BM is going away for about 3 weeks (including Christmas & New Year) on her own. She said she had bought the ticket and that we should take care of SD.
We only have 10 days leave so after that, it is not possible for us to stay at home with SD, as she will be on school break.
My kids are still in kindergarden so they have a normal schedule. What really bothers me is that she should have arranged with DH previously to buy the ticket. And her words were: Take care, handle it... Instead of a polite request. We are talking about a girl, not a dog or a pet.
BM has been single for about 6 months now, so I guess she is resentful and trying to sabotage our marriage with constant calls, changing schedules and with this mandatory holidays and always rude, impolite.
We still have to solve who is going to stay with SD for about 10 days...

Snowflake's picture

Wow, must be nice for her to just inform you that you are taking her kid. As if you don't have a life or jobs. Which is why a parenting plan is your friend.

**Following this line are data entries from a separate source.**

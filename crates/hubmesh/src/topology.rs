//! Hubs, spokes and the peer view other nodes get of them.

use std::fmt;
use std::sync::Arc;

use hubmesh_wireguard::{InterfaceConfig, Ipv4Address, KeyPair, PeerEntry, PublicKey, MESH_NETWORK};

use crate::deferred::Deferred;
use crate::error::ResolveError;
use crate::node::Node;

/// Identity of a hub within one [`Coordinator`](crate::Coordinator).
///
/// Peer lists exclude a hub by id, never by comparing fields.
#[derive(Debug, Clone, Copy, PartialEq, Eq, Hash, PartialOrd, Ord)]
pub struct HubId(usize);

impl HubId {
    pub(crate) const fn new(index: usize) -> Self {
        Self(index)
    }
}

impl fmt::Display for HubId {
    fn fmt(&self, f: &mut fmt::Formatter<'_>) -> fmt::Result {
        write!(f, "hub#{}", self.0)
    }
}

/// Server-role node: listens, forwards, and meshes with every other hub.
pub struct Hub {
    id: HubId,
    name: String,
    node: Arc<Node>,
    key_pair: KeyPair,
    listen_port: u16,
    addresses: Vec<Ipv4Address>,
    endpoint: Deferred<String>,
    allowed_ips: Vec<Ipv4Address>,
    enable_forwarding: bool,
}

impl Hub {
    pub(crate) fn new(
        id: HubId,
        node: Arc<Node>,
        key_pair: KeyPair,
        address: Ipv4Address,
        listen_port: u16,
    ) -> Self {
        let endpoint = node.connection.host.map(move |host| format!("{host}:{listen_port}"));
        Self {
            id,
            name: node.name.clone(),
            node,
            key_pair,
            listen_port,
            addresses: vec![address],
            endpoint,
            allowed_ips: vec![MESH_NETWORK],
            enable_forwarding: true,
        }
    }

    /// Coordinator-scoped identity.
    #[must_use]
    pub fn id(&self) -> HubId {
        self.id
    }

    /// Hub name (the node's name).
    #[must_use]
    pub fn name(&self) -> &str {
        &self.name
    }

    /// Machine this hub runs on.
    #[must_use]
    pub fn node(&self) -> &Arc<Node> {
        &self.node
    }

    /// The hub's key pair.
    #[must_use]
    pub fn key_pair(&self) -> &KeyPair {
        &self.key_pair
    }

    /// The hub's public key.
    #[must_use]
    pub fn public_key(&self) -> &PublicKey {
        self.key_pair.public_key()
    }

    /// UDP listen port.
    #[must_use]
    pub fn listen_port(&self) -> u16 {
        self.listen_port
    }

    /// Overlay addresses of the interface.
    #[must_use]
    pub fn addresses(&self) -> &[Ipv4Address] {
        &self.addresses
    }

    /// `host:port`, available once the node's host is.
    #[must_use]
    pub fn endpoint(&self) -> &Deferred<String> {
        &self.endpoint
    }

    /// Networks other nodes route through this hub.
    #[must_use]
    pub fn allowed_ips(&self) -> &[Ipv4Address] {
        &self.allowed_ips
    }

    /// Whether the hub forwards packets.
    #[must_use]
    pub fn enable_forwarding(&self) -> bool {
        self.enable_forwarding
    }

    /// The hub's own `[Interface]` section. Needs no peer endpoints.
    #[must_use]
    pub fn interface_config(&self) -> InterfaceConfig {
        InterfaceConfig {
            addresses: self.addresses.clone(),
            listen_port: Some(self.listen_port),
            private_key: self.key_pair.private_key().clone(),
            enable_forwarding: self.enable_forwarding,
        }
    }

    /// How other nodes see this hub.
    #[must_use]
    pub fn as_peer(&self) -> PeerDescriptor {
        PeerDescriptor {
            name: Some(self.name.clone()),
            addresses: self.addresses.clone(),
            endpoint: Some(self.endpoint.clone()),
            public_key: *self.key_pair.public_key(),
            allowed_ips: Some(self.allowed_ips.clone()),
        }
    }
}

impl fmt::Debug for Hub {
    fn fmt(&self, f: &mut fmt::Formatter<'_>) -> fmt::Result {
        f.debug_struct("Hub")
            .field("id", &self.id)
            .field("name", &self.name)
            .field("public_key", self.key_pair.public_key())
            .field("addresses", &self.addresses)
            .field("endpoint", &self.endpoint)
            .finish_non_exhaustive()
    }
}

/// Client-role node: no listen port, no forwarding, configured externally.
#[derive(Debug)]
pub struct Spoke {
    name: String,
    key_pair: KeyPair,
    addresses: Vec<Ipv4Address>,
}

impl Spoke {
    pub(crate) fn new(name: String, key_pair: KeyPair, address: Ipv4Address) -> Self {
        Self {
            name,
            key_pair,
            addresses: vec![address],
        }
    }

    /// Spoke name, `spoke-<name>`.
    #[must_use]
    pub fn name(&self) -> &str {
        &self.name
    }

    /// The spoke's key pair.
    #[must_use]
    pub fn key_pair(&self) -> &KeyPair {
        &self.key_pair
    }

    /// Overlay addresses of the spoke.
    #[must_use]
    pub fn addresses(&self) -> &[Ipv4Address] {
        &self.addresses
    }

    /// How hubs see this spoke.
    #[must_use]
    pub fn as_peer(&self) -> PeerDescriptor {
        PeerDescriptor {
            name: Some(self.name.clone()),
            addresses: self.addresses.clone(),
            endpoint: None,
            public_key: *self.key_pair.public_key(),
            allowed_ips: None,
        }
    }
}

/// A node as it appears in someone else's peer list.
///
/// Only ever carries the public key. Recomputed on demand.
#[derive(Debug, Clone)]
pub struct PeerDescriptor {
    /// Peer name.
    pub name: Option<String>,
    /// Peer's own overlay addresses.
    pub addresses: Vec<Ipv4Address>,
    /// Where to dial the peer, if it listens.
    pub endpoint: Option<Deferred<String>>,
    /// Peer's public key.
    pub public_key: PublicKey,
    /// Extra networks routed through the peer.
    pub allowed_ips: Option<Vec<Ipv4Address>>,
}

impl PeerDescriptor {
    /// Waits for the endpoint and returns a renderable entry.
    pub async fn resolve(&self) -> Result<PeerEntry, ResolveError> {
        let endpoint = match &self.endpoint {
            Some(endpoint) => Some(endpoint.resolve().await?),
            None => None,
        };
        Ok(PeerEntry {
            name: self.name.clone(),
            public_key: self.public_key,
            addresses: self.addresses.clone(),
            allowed_ips: self.allowed_ips.clone(),
            endpoint,
        })
    }

    /// [`resolve`](Self::resolve) as a deferred value.
    #[must_use]
    pub fn deferred(&self) -> Deferred<PeerEntry> {
        let peer = self.clone();
        let label = format!("{}.peer", self.name.as_deref().unwrap_or("peer"));
        Deferred::from_future(label, async move { peer.resolve().await })
    }
}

Scheduling for care at the last minute is $$$. Could you try the ymca for daycare? When the bm of my skids was single, she was always scheduling extra time with us. Which could not happen because my he worked second shift and weekends and I don't babysit. The reason I wasn't going to babysit was because it would have been open season on her accusing me of being mean. If they were together she would have had to deal with it, just as I had to deal with my husband schedule and watching our kids full time.

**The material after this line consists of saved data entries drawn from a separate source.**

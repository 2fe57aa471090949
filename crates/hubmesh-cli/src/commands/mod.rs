//! CLI command implementations.
//!
//! Each submodule implements a specific CLI command:
//! - [`render`] - Hub configs
//! - [`export`] - Spoke configs
//! - [`apply`] - Remote provisioning of hubs

pub mod apply;
pub mod export;
pub mod render;

pub use apply::ApplyCommand;
pub use export::ExportCommand;
pub use render::RenderCommand;
//! Running setup scripts on remote machines.

use std::future::Future;
use std::io::Write;
use std::path::{Path, PathBuf};
use std::process::Stdio;

use tokio::io::AsyncWriteExt;
use tokio::process::Command;
use tracing::debug;

use crate::error::{MeshError, Result};
use crate::node::ResolvedConnection;

/// Exit status ssh uses for its own failures.
const SSH_TRANSPORT_FAILURE: i32 = 255;

/// A script to run on a named node.
#[derive(Debug, Clone)]
pub struct RemoteCommand {
    /// Operation name, e.g. `hub-a-setup`.
    pub name: String,
    /// Node the script targets.
    pub node: String,
    /// Credentials, forwarded untouched.
    pub connection: ResolvedConnection,
    /// Shell script fed to the remote shell.
    pub script: String,
    /// Re-run tokens for the orchestrator.
    pub triggers: Vec<String>,
}

/// What the remote script produced.
#[derive(Debug, Clone, Default, PartialEq, Eq)]
pub struct CommandOutput {
    /// Exit code, `-1` if terminated by a signal.
    pub exit_code: i32,
    /// Captured standard output.
    pub stdout: String,
    /// Captured standard error.
    pub stderr: String,
}

impl CommandOutput {
    /// Returns true on exit code 0.
    #[must_use]
    pub fn success(&self) -> bool {
        self.exit_code == 0
    }
}

/// Capability to run a shell script on a remote node.
///
/// Implementations own timeouts and cancellation. A script that runs and
/// exits non-zero is reported through [`CommandOutput::exit_code`], not as an
/// error; errors are reserved for failing to run it at all.
pub trait RemoteExecutor: Send + Sync {
    /// Runs the command and collects its output.
    fn run(&self, command: &RemoteCommand) -> impl Future<Output = Result<CommandOutput>> + Send;
}

/// [`RemoteExecutor`] driving the system `ssh` client.
///
/// The connection's private key is written to a temporary file readable only
/// by the current user for the lifetime of the call. The script is piped to
/// `bash -s` on the remote side.
#[derive(Debug, Clone)]
pub struct SshExecutor {
    program: PathBuf,
    port: Option<u16>,
    connect_timeout_secs: u64,
    options: Vec<String>,
}

impl Default for SshExecutor {
    fn default() -> Self {
        Self {
            program: PathBuf::from("ssh"),
            port: None,
            connect_timeout_secs: 30,
            options: vec![
                "BatchMode=yes".to_string(),
                "StrictHostKeyChecking=accept-new".to_string(),
                "IdentitiesOnly=yes".to_string(),
            ],
        }
    }
}

impl SshExecutor {
    /// Creates an executor using `ssh` from `PATH`.
    #[must_use]
    pub fn new() -> Self {
        Self::default()
    }

    /// Uses a different ssh binary.
    #[must_use]
    pub fn with_program(mut self, program: impl Into<PathBuf>) -> Self {
        self.program = program.into();
        self
    }

    /// Connects to a non-default SSH port.
    #[must_use]
    pub fn with_port(mut self, port: u16) -> Self {
        self.port = Some(port);
        self
    }

    /// Sets the connect timeout.
    #[must_use]
    pub fn with_connect_timeout(mut self, secs: u64) -> Self {
        self.connect_timeout_secs = secs;
        self
    }

    /// Adds an `-o` option.
    #[must_use]
    pub fn with_option(mut self, option: impl Into<String>) -> Self {
        self.options.push(option.into());
        self
    }

    fn args(&self, key_path: &Path, connection: &ResolvedConnection) -> Vec<String> {
        let mut args = vec!["-i".to_string(), key_path.display().to_string()];
        for option in &self.options {
            args.push("-o".to_string());
            args.push(option.clone());
        }
        args.push("-o".to_string());
        args.push(format!("ConnectTimeout={}", self.connect_timeout_secs));
        if let Some(port) = self.port {
            args.push("-p".to_string());
            args.push(port.to_string());
        }
        args.push(connection.destination());
        args.push("bash".to_string());
        args.push("-s".to_string());
        args
    }
}

impl RemoteExecutor for SshExecutor {
    async fn run(&self, command: &RemoteCommand) -> Result<CommandOutput> {
        let mut key_file = tempfile::NamedTempFile::new()?;
        key_file.write_all(command.connection.private_key.as_bytes())?;
        if !command.connection.private_key.ends_with('\n') {
            key_file.write_all(b"\n")?;
        }
        key_file.flush()?;

        let args = self.args(key_file.path(), &command.connection);
        debug!(node = %command.node, program = %self.program.display(), "spawning ssh");

        let mut child = Command::new(&self.program)
            .args(&args)
            .stdin(Stdio::piped())
            .stdout(Stdio::piped())
            .stderr(Stdio::piped())
            .kill_on_drop(true)
            .spawn()
            .map_err(|e| MeshError::transport(&command.node, format!("failed to spawn ssh: {e}")))?;

        if let Some(mut stdin) = child.stdin.take() {
            stdin.write_all(command.script.as_bytes()).await?;
            stdin.shutdown().await?;
        }

        let output = child.wait_with_output().await?;
        let exit_code = output.status.code().unwrap_or(-1);
        let stderr = String::from_utf8_lossy(&output.stderr).into_owned();

        if exit_code == SSH_TRANSPORT_FAILURE {
            return Err(MeshError::transport(&command.node, stderr.trim().to_string()));
        }

        Ok(CommandOutput {
            exit_code,
            stdout: String::from_utf8_lossy(&output.stdout).into_owned(),
            stderr,
        })
    }
}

Must be nice to be able to just take off. I get time away from my kids about 5 hours every 4 months for a random date night

gaviotas's picture

thank you snowflake.
The exact same words I said to my DH, "BM needs to adjust to DH´s schedule, and plan the holidays beforehand, and of course has better manners.
We had some incidents recently e.g calls early on Sunday morning, changing the time for visits at unusual times and locations and $$$ as well.
DH is always saying yes to her demands, that is really bothering me. :O

gaviotas's picture

Yes, I expect that from my DH as well, but the beginning of the year is the most demanding time for him, due to the nature of his job. DH may be out from 6AM to 10 PM or more.
I will disengage, SD will have to stay with someone else, or BM will have to change the ticket or why not take SD with her?

gaviotas's picture

With this short notice, we could not find anyone available, may be a place similar to YMCA.
DH will talk to her again, and also will ask ex MIL about the situation.
That is my point as well: "how she dares to dropp off the child like this? I would never leave my kids like this and specially for Christmas season.
She is selfish, and does not care about the wellbeing of the kid.

gaviotas's picture

she told my DH last Saturday (11-28-2015) by text message, and later in person.
I say no, I can´t take days off from work, and the nannies I know are not available. A good choice would be her parents, as you said.